The vulnerability (GHSA-69rh-hccr-cxrj) was identified in the Laravel Rest API package (lomkit/laravel-rest-api) affecting versions prior to 2.13.0. This search validation bypass vulnerability was discovered and disclosed on May 25, 2025, with an update published to the GitHub Advisory Database on May 27, 2025. The vulnerability received a CVSS score of 6.6 (Moderate severity) and was assigned CVE-2025-48490 (GitHub Advisory).

The vulnerability stems from a flaw in how the framework handles multiple validation rules for the same attribute across different contexts (index, store, and update actions). The issue occurs when multiple validations defined for the same attribute could be silently overridden, allowing malicious actors to bypass expected validation rules. The vulnerability is characterized by a Network attack vector with Low attack complexity, requiring No privileges or user interaction for exploitation (GitHub Advisory).

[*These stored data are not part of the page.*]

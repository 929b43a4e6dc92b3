//! Tag Relation - Junction variant storing scalar values
//!
//! The value side is the scalar itself, not a foreign key, so items resolve
//! without touching any child model.

use async_trait::async_trait;
use serde_json::Value;

use super::{normalize_items, parent_key_of, Relation};
use crate::context::DataContext;
use crate::error::OrmResult;
use crate::query::QueryBuilder;
use crate::schema::{AssociationDescriptor, ModelDef};
use crate::store::{ObjectState, Record};
use std::sync::Arc;

/// Relation handle for scalar tag collections
pub struct TagRelation {
    context: DataContext,
    parent: Record,
    descriptor: AssociationDescriptor,
    adapter: String,
}

impl TagRelation {
    /// Bind a handle to one parent record and one tag descriptor
    pub fn new(
        context: DataContext,
        parent: Record,
        descriptor: AssociationDescriptor,
    ) -> OrmResult<Self> {
        descriptor.validate()?;
        let adapter = descriptor.adapter.clone().ok_or_else(|| {
            descriptor.configuration_error("tag relations require a backing adapter")
        })?;
        Ok(Self {
            context,
            parent,
            descriptor,
            adapter,
        })
    }

    fn link_definition(&self) -> Arc<ModelDef> {
        let descriptor = self.descriptor.clone();
        let adapter = self.adapter.clone();
        self.context
            .registry()
            .get_or_create(&self.adapter, move || {
                descriptor.junction_definition_named(&adapter)
            })
    }

    fn parent_key(&self) -> OrmResult<Value> {
        parent_key_of(&self.parent, &self.descriptor)
    }

    fn link_query(&self) -> OrmResult<QueryBuilder> {
        Ok(QueryBuilder::new()
            .select("*")
            .from(self.adapter.as_str())
            .where_eq(self.descriptor.object_field.as_str(), self.parent_key()?))
    }

    fn pair_query(&self, value: &Value) -> OrmResult<QueryBuilder> {
        Ok(self
            .link_query()?
            .where_eq(self.descriptor.value_field.as_str(), value.clone()))
    }

    async fn insert_value(&self, value: &Value) -> OrmResult<()> {
        let link = self.link_definition();
        let existing = self.context.store().query(&self.pair_query(value)?).await?;
        if !existing.is_empty() {
            return Ok(());
        }
        if !self.descriptor.multiplicity.is_collection() {
            let current = self.context.store().query(&self.link_query()?).await?;
            if let Some(mut row) = current.into_iter().next() {
                row.insert(self.descriptor.value_field.clone(), value.clone());
                ObjectState::mark(&mut row, ObjectState::Update);
                return self
                    .context
                    .store()
                    .save(&link, std::slice::from_mut(&mut row))
                    .await;
            }
        }
        let mut row = Record::new();
        row.insert(self.descriptor.object_field.clone(), self.parent_key()?);
        row.insert(self.descriptor.value_field.clone(), value.clone());
        ObjectState::mark(&mut row, ObjectState::Insert);
        self.context
            .store()
            .save(&link, std::slice::from_mut(&mut row))
            .await
    }
}

#[async_trait]
impl Relation for TagRelation {
    fn descriptor(&self) -> &AssociationDescriptor {
        &self.descriptor
    }

    fn query(&self) -> OrmResult<QueryBuilder> {
        Ok(QueryBuilder::new()
            .select(self.descriptor.value_field.as_str())
            .from(self.adapter.as_str())
            .where_eq(self.descriptor.object_field.as_str(), self.parent_key()?))
    }

    async fn members(&self) -> OrmResult<Vec<Value>> {
        let rows = self.context.store().query(&self.link_query()?).await?;
        Ok(rows
            .into_iter()
            .filter_map(|row| row.get(&self.descriptor.value_field).cloned())
            .filter(|v| !v.is_null())
            .collect())
    }

    async fn insert(&self, items: &Value) -> OrmResult<()> {
        self.migrate().await?;
        for item in normalize_items(items) {
            if item.is_object() {
                return Err(self
                    .descriptor
                    .configuration_error("tag relations store scalar values"));
            }
            if item.is_null() {
                continue;
            }
            self.insert_value(&item).await?;
        }
        Ok(())
    }

    async fn remove(&self, items: &Value) -> OrmResult<()> {
        let link = self.link_definition();
        for item in normalize_items(items) {
            if item.is_null() {
                continue;
            }
            let rows = self.context.store().query(&self.pair_query(&item)?).await?;
            if rows.is_empty() {
                continue;
            }
            self.context.store().remove(&link, &rows).await?;
        }
        Ok(())
    }

    async fn remove_all(&self) -> OrmResult<()> {
        let link = self.link_definition();
        let rows = self.context.store().query(&self.link_query()?).await?;
        if rows.is_empty() {
            return Ok(());
        }
        self.context.store().remove(&link, &rows).await
    }

    async fn migrate(&self) -> OrmResult<()> {
        let link = self.link_definition();
        self.context.store().migrate(&link).await
    }
}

The vulnerability could lead to unauthorized data being accepted or processed by the API, depending on the context in which the validation was bypassed. According to the CVSS metrics, while there is no impact on confidentiality and availability, the vulnerability poses a High integrity impact on the vulnerable system (GitHub Advisory).

The vulnerability has been patched in version 2.13.0 of the Laravel Rest API package. The fix was implemented through PR #172, which ensures that multiple rule definitions are merged correctly rather than being overwritten. Users should upgrade to version 2.13.0 or later to mitigate this vulnerability (GitHub Advisory, GitHub PR).